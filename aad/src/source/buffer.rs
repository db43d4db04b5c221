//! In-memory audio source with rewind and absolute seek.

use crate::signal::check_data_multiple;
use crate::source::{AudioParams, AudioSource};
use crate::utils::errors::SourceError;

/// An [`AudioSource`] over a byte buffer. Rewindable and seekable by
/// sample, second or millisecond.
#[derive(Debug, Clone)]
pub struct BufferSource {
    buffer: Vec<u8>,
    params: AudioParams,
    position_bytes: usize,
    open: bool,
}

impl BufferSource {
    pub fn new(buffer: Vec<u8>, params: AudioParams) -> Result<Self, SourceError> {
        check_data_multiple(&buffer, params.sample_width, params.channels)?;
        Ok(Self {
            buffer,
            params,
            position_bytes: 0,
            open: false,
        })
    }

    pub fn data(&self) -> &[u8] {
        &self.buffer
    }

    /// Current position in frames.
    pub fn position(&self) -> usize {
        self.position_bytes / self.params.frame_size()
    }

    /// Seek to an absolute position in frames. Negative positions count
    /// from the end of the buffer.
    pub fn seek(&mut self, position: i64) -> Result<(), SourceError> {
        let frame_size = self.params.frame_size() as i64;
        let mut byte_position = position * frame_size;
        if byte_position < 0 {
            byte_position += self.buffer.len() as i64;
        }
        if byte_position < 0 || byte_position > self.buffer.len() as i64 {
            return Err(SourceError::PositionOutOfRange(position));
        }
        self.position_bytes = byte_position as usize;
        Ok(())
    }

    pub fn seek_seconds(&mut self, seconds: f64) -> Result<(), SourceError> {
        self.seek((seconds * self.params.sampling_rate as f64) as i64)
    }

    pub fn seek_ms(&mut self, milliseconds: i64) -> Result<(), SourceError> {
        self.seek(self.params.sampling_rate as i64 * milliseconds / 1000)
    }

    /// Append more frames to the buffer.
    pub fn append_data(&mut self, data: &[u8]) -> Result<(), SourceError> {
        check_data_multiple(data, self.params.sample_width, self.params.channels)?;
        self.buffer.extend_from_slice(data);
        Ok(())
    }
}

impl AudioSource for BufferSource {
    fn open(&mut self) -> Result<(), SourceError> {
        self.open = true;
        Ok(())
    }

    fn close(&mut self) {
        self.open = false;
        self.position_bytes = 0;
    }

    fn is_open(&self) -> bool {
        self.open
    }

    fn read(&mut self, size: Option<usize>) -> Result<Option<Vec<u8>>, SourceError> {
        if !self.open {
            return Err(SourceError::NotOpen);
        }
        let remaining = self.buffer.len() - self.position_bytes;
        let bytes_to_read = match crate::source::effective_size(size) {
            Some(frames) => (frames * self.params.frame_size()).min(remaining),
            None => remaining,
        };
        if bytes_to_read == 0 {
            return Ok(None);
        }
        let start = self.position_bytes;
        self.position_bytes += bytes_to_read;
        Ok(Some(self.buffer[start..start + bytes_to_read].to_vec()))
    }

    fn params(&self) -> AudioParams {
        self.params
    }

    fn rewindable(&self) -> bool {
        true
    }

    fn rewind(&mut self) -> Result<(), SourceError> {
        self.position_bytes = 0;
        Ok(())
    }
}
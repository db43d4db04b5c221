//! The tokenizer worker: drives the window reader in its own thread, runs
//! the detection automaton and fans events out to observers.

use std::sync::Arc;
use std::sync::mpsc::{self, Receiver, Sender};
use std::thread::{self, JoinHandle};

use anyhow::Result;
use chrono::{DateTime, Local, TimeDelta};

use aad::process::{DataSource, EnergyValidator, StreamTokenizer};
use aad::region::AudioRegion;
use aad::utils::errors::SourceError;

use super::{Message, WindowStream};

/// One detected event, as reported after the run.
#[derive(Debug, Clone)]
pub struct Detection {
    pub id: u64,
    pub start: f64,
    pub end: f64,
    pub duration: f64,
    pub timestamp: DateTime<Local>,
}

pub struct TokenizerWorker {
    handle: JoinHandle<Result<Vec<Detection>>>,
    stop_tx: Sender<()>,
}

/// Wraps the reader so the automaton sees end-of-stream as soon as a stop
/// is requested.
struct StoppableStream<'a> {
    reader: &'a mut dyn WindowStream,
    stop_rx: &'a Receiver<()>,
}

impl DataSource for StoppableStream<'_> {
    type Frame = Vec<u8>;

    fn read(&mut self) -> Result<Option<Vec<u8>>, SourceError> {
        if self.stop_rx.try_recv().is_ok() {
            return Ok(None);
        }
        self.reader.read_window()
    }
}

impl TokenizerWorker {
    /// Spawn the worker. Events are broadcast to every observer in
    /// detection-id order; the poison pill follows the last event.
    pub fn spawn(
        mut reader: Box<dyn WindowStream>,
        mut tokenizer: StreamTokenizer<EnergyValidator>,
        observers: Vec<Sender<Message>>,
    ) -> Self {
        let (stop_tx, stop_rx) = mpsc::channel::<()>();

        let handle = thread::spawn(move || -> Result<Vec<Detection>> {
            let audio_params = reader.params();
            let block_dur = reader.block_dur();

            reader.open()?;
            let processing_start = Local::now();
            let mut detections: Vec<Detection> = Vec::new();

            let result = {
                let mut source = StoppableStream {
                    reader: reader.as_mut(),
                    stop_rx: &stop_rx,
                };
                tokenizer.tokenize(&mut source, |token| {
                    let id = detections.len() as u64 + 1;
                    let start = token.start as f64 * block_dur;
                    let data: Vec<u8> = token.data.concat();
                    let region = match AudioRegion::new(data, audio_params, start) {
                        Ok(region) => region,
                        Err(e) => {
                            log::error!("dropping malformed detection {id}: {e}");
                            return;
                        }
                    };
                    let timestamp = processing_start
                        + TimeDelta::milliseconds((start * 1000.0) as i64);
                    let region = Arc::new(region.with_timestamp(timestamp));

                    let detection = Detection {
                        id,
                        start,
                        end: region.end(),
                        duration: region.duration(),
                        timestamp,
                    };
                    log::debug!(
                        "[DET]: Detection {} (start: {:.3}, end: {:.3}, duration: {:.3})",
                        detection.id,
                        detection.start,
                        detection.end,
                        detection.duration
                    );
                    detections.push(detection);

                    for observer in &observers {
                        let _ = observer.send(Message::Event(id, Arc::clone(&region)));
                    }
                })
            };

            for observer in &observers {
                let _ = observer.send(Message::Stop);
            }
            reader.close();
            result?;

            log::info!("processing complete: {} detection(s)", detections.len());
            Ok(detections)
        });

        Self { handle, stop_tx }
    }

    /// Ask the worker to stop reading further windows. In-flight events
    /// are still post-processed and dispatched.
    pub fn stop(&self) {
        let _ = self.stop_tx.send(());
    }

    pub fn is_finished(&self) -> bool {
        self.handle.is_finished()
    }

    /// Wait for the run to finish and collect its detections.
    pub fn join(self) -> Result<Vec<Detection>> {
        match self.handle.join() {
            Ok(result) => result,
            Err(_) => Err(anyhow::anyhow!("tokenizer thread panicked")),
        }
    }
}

*What is needed*. Filter the entries down to the lines that include the string "anyhow".

*Answer section*.
use anyhow::Result;
            Err(_) => Err(anyhow::anyhow!("tokenizer thread panicked")),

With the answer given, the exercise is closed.